ABSTRACT Volitional motor activity is associated with a feedforward cardiorespiratory response to actual or impending movements. We have previously shown in the CRC study that the expectation of physical exercise causes a decrease in cardiorespiratory coherence that scales with the anticipated load. The present work uses a modeling approach to investigate the mechanisms that can cause a fall in cardiorespiratory coherence (CRC). We devised a Hodgkin-Huxley model of a cardiac pacemaker cell using the NEURON module. We simulated the effect of autonomic tone, sympathetic & respiratory-vagal modulation, and respiratory irregularity on pacemaker cell output by injecting efflux/influx current to model the parasympathetic/sympathetic effects, respectively. The vago-sympathetic tone was modeled by altering the direct current bias of the injected current and the respiratory-vagal effect by the periodic modulation of the injected current at a frequency of 0.2 Hz, corresponding to a respiratory rate of 12 breaths/min. Sympathetic modulation was simulated by injecting a low-frequency current close to Mayer wave frequency (0.08 Hz).
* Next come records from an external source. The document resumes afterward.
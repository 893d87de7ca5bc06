//! # Event Bus System
//!
//! Provides an event-driven side channel for the replication controller using
//! `tokio::sync::broadcast`. Reconcilers publish what happened to a resource;
//! anything interested (a metrics exporter, an audit log, tests) subscribes.
//!
//! ## Overview
//!
//! The event bus system consists of:
//! - **Event Types**: [`CoreEvent`] wrapping per-domain enums
//! - **EventBus**: Central broadcast channel for publishing events
//! - **EventStream**: Wrapper for consuming events with filtering
//!
//! ## Architecture
//!
//! ```text
//! ┌────────────────────┐   emit    ┌───────────┐
//! │ Source Reconciler  ├──────────>│           │   subscribe   ┌────────────┐
//! └────────────────────┘           │ EventBus  ├──────────────>│ Subscriber │
//! ┌────────────────────┐   emit    │ (broadcast│               └────────────┘
//! │ Dest. Reconciler   ├──────────>│  channel) │
//! └────────────────────┘           │           │
//! ┌────────────────────┐   emit    │           │
//! │ Controller         ├──────────>│           │
//! └────────────────────┘           └───────────┘
//! ```
//!
//! ## Usage
//!
//! ```rust
//! use core_runtime::events::{CoreEvent, EventBus, ReplicationEvent};
//!
//! # #[tokio::main]
//! # async fn main() {
//! let event_bus = EventBus::new(100);
//! let mut stream = event_bus.subscribe();
//!
//! event_bus
//!     .emit(CoreEvent::Replication(ReplicationEvent::SyncStarted {
//!         kind: "ReplicationSource".to_string(),
//!         namespace: "default".to_string(),
//!         name: "database".to_string(),
//!         cycle_id: "20240101000000".to_string(),
//!         mover: "rsync".to_string(),
//!     }))
//!     .ok();
//!
//! let event = stream.recv().await.unwrap();
//! assert_eq!(event.description(), "Replication cycle started");
//! # }
//! ```
//!
//! ## Error Handling
//!
//! - **`RecvError::Lagged(n)`**: Subscriber was too slow and missed `n` events.
//!   This is non-fatal; the subscriber can continue receiving new events.
//! - **`RecvError::Closed`**: All senders have been dropped. This indicates shutdown.
//!
//! Publishing never fails a reconcile pass: reconcilers ignore the "no
//! subscribers" error.

use serde::{Deserialize, Serialize};
use std::fmt;
use tokio::sync::broadcast;

pub use tokio::sync::broadcast::error::{RecvError, SendError};
pub use tokio::sync::broadcast::Receiver;

/// Default buffer size for the event bus channel.
pub const DEFAULT_EVENT_BUFFER_SIZE: usize = 100;

// ============================================================================
// Core Event Types
// ============================================================================

/// Top-level event enum encompassing all event categories.
#[derive(Debug, Clone, Serialize, Deserialize, PartialEq, Eq)]
#[serde(tag = "type", content = "payload")]
pub enum CoreEvent {
    /// Per-resource replication events
    Replication(ReplicationEvent),
    /// Controller lifecycle events
    Controller(ControllerEvent),
}

impl CoreEvent {
    /// Returns a human-readable description of the event.
    pub fn description(&self) -> &str {
        match self {
            CoreEvent::Replication(e) => e.description(),
            CoreEvent::Controller(e) => e.description(),
        }
    }

    /// Returns the severity level of the event.
    pub fn severity(&self) -> EventSeverity {
        match self {
            CoreEvent::Replication(ReplicationEvent::ConfigurationError { .. }) => {
                EventSeverity::Error
            }
            CoreEvent::Replication(ReplicationEvent::SyncFailed { .. }) => EventSeverity::Warning,
            CoreEvent::Replication(ReplicationEvent::SyncCompleted { .. }) => EventSeverity::Info,
            CoreEvent::Controller(_) => EventSeverity::Info,
            _ => EventSeverity::Debug,
        }
    }
}

/// Event severity levels for filtering and logging.
#[derive(Debug, Clone, Copy, PartialEq, Eq, PartialOrd, Ord, Serialize, Deserialize)]
pub enum EventSeverity {
    Debug,
    Info,
    Warning,
    Error,
}

// ============================================================================
// Replication Events
// ============================================================================

/// Events describing the progress of one source or destination.
///
/// `kind` is the resource kind (`ReplicationSource` or
/// `ReplicationDestination`).
#[derive(Debug, Clone, Serialize, Deserialize, PartialEq, Eq)]
#[serde(tag = "event")]
pub enum ReplicationEvent {
    /// A trigger fired and a new cycle was recorded.
    SyncStarted {
        kind: String,
        namespace: String,
        name: String,
        cycle_id: String,
        mover: String,
    },
    /// The cycle completed and status was updated.
    SyncCompleted {
        kind: String,
        namespace: String,
        name: String,
        cycle_id: String,
        duration_secs: i64,
        /// Name of the image published as latest, if any.
        latest_image: Option<String>,
    },
    /// The cycle was abandoned; the next trigger retries.
    SyncFailed {
        kind: String,
        namespace: String,
        name: String,
        cycle_id: Option<String>,
        reason: String,
        message: String,
    },
    /// The spec is unusable; the resource is suspended until it changes.
    ConfigurationError {
        kind: String,
        namespace: String,
        name: String,
        generation: i64,
        reason: String,
        message: String,
    },
    /// Old snapshots beyond the retention count were deleted.
    SnapshotsPruned {
        kind: String,
        namespace: String,
        name: String,
        deleted: Vec<String>,
    },
}

impl ReplicationEvent {
    fn description(&self) -> &str {
        match self {
            ReplicationEvent::SyncStarted { .. } => "Replication cycle started",
            ReplicationEvent::SyncCompleted { .. } => "Replication cycle completed",
            ReplicationEvent::SyncFailed { .. } => "Replication cycle failed",
            ReplicationEvent::ConfigurationError { .. } => "Replication configuration error",
            ReplicationEvent::SnapshotsPruned { .. } => "Snapshots pruned",
        }
    }
}

// ============================================================================
// Controller Events
// ============================================================================

#[derive(Debug, Clone, Serialize, Deserialize, PartialEq, Eq)]
#[serde(tag = "event")]
pub enum ControllerEvent {
    Started { workers: usize, movers: Vec<String> },
    Stopped,
}

impl ControllerEvent {
    fn description(&self) -> &str {
        match self {
            ControllerEvent::Started { .. } => "Controller started",
            ControllerEvent::Stopped => "Controller stopped",
        }
    }
}

// ============================================================================
// Event Bus
// ============================================================================

/// Central event bus for broadcasting events to multiple subscribers.
#[derive(Clone)]
pub struct EventBus {
    sender: broadcast::Sender<CoreEvent>,
}

impl EventBus {
    /// Creates a new event bus with the specified buffer size.
    ///
    /// Subscribers falling behind by more than `capacity` events receive
    /// `RecvError::Lagged`.
    pub fn new(capacity: usize) -> Self {
        let (sender, _) = broadcast::channel(capacity);
        Self { sender }
    }

    /// Publishes an event to all subscribers.
    ///
    /// Returns the number of subscribers that received the event, or an
    /// error if there are no active subscribers.
    pub fn emit(&self, event: CoreEvent) -> Result<usize, SendError<CoreEvent>> {
        self.sender.send(event)
    }

    /// Publishes a replication event, ignoring the absence of subscribers.
    pub fn publish(&self, event: ReplicationEvent) {
        self.emit(CoreEvent::Replication(event)).ok();
    }

    /// Creates a new subscriber. Past events are not replayed.
    pub fn subscribe(&self) -> Receiver<CoreEvent> {
        self.sender.subscribe()
    }

    /// Returns the number of active subscribers.
    pub fn subscriber_count(&self) -> usize {
        self.sender.receiver_count()
    }
}

impl Default for EventBus {
    fn default() -> Self {
        Self::new(DEFAULT_EVENT_BUFFER_SIZE)
    }
}

impl fmt::Debug for EventBus {
    fn fmt(&self, f: &mut fmt::Formatter<'_>) -> fmt::Result {
        f.debug_struct("EventBus")
            .field("subscriber_count", &self.subscriber_count())
            .finish()
    }
}

// ============================================================================
// Event Stream Wrapper
// ============================================================================

type EventFilter = Box<dyn Fn(&CoreEvent) -> bool + Send + Sync>;

/// A wrapper around `broadcast::Receiver` with optional filtering.
pub struct EventStream {
    receiver: Receiver<CoreEvent>,
    filter: Option<EventFilter>,
}

impl EventStream {
    pub fn new(receiver: Receiver<CoreEvent>) -> Self {
        Self {
            receiver,
            filter: None,
        }
    }

    /// Only events matching `predicate` are returned by `recv()`.
    pub fn filter<F>(mut self, predicate: F) -> Self
    where
        F: Fn(&CoreEvent) -> bool + Send + Sync + 'static,
    {
        self.filter = Some(Box::new(predicate));
        self
    }

    /// Receives the next event that passes the filter (if any).
    pub async fn recv(&mut self) -> Result<CoreEvent, RecvError> {
        loop {
            let event = self.receiver.recv().await?;

            let Some(filter) = &self.filter else {
                return Ok(event);
            };

            if filter(&event) {
                return Ok(event);
            }
        }
    }

    /// Attempts to receive an event without blocking.
    ///
    /// Returns `None` if no events are currently available.
    pub fn try_recv(&mut self) -> Option<Result<CoreEvent, RecvError>> {
        loop {
            match self.receiver.try_recv() {
                Ok(event) => {
                    let Some(filter) = &self.filter else {
                        return Some(Ok(event));
                    };

                    if filter(&event) {
                        return Some(Ok(event));
                    }
                }
                Err(broadcast::error::TryRecvError::Empty) => return None,
                Err(broadcast::error::TryRecvError::Lagged(n)) => {
                    return Some(Err(RecvError::Lagged(n)))
                }
                Err(broadcast::error::TryRecvError::Closed) => return Some(Err(RecvError::Closed)),
            }
        }
    }
}

impl fmt::Debug for EventStream {
    fn fmt(&self, f: &mut fmt::Formatter<'_>) -> fmt::Result {
        f.debug_struct("EventStream")
            .field("has_filter", &self.filter.is_some())
            .finish()
    }
}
We computed the coherence between the instantaneous pacemaker rate and respiratory-vagal modulation current as a model analog to experimental CRC. We found that sympathetic modulation, low vagal tone/high sympathetic tone, and respiratory irregularity can cause a decrease in CRC. We corroborated the model results with the actual data from the CRC study. In conclusion, we employ a novel approach combining insights from the experimental study and a physiologically plausible modeling framework to understand the mechanisms underlying the fall of cardiorespiratory coherence induced by the expectation of exercise. NEW & NOTEWORTHY Cardiorespiratory coherence is diminished in response to respiratory irregularity, low vagal/high sympathetic tone, and prominent low-frequency sympathetic modulation. Expectation of physical activity induces respiratory irregularity and increased sigh frequency and that contributes to diminished cardiorespiratory coherence in expectation of exercise. There is a greater fall of coherence with the non-linear (logistic) transformation of injected current, indicating the non-linear nature of cardiorespiratory interactions preceding the onset of exercise.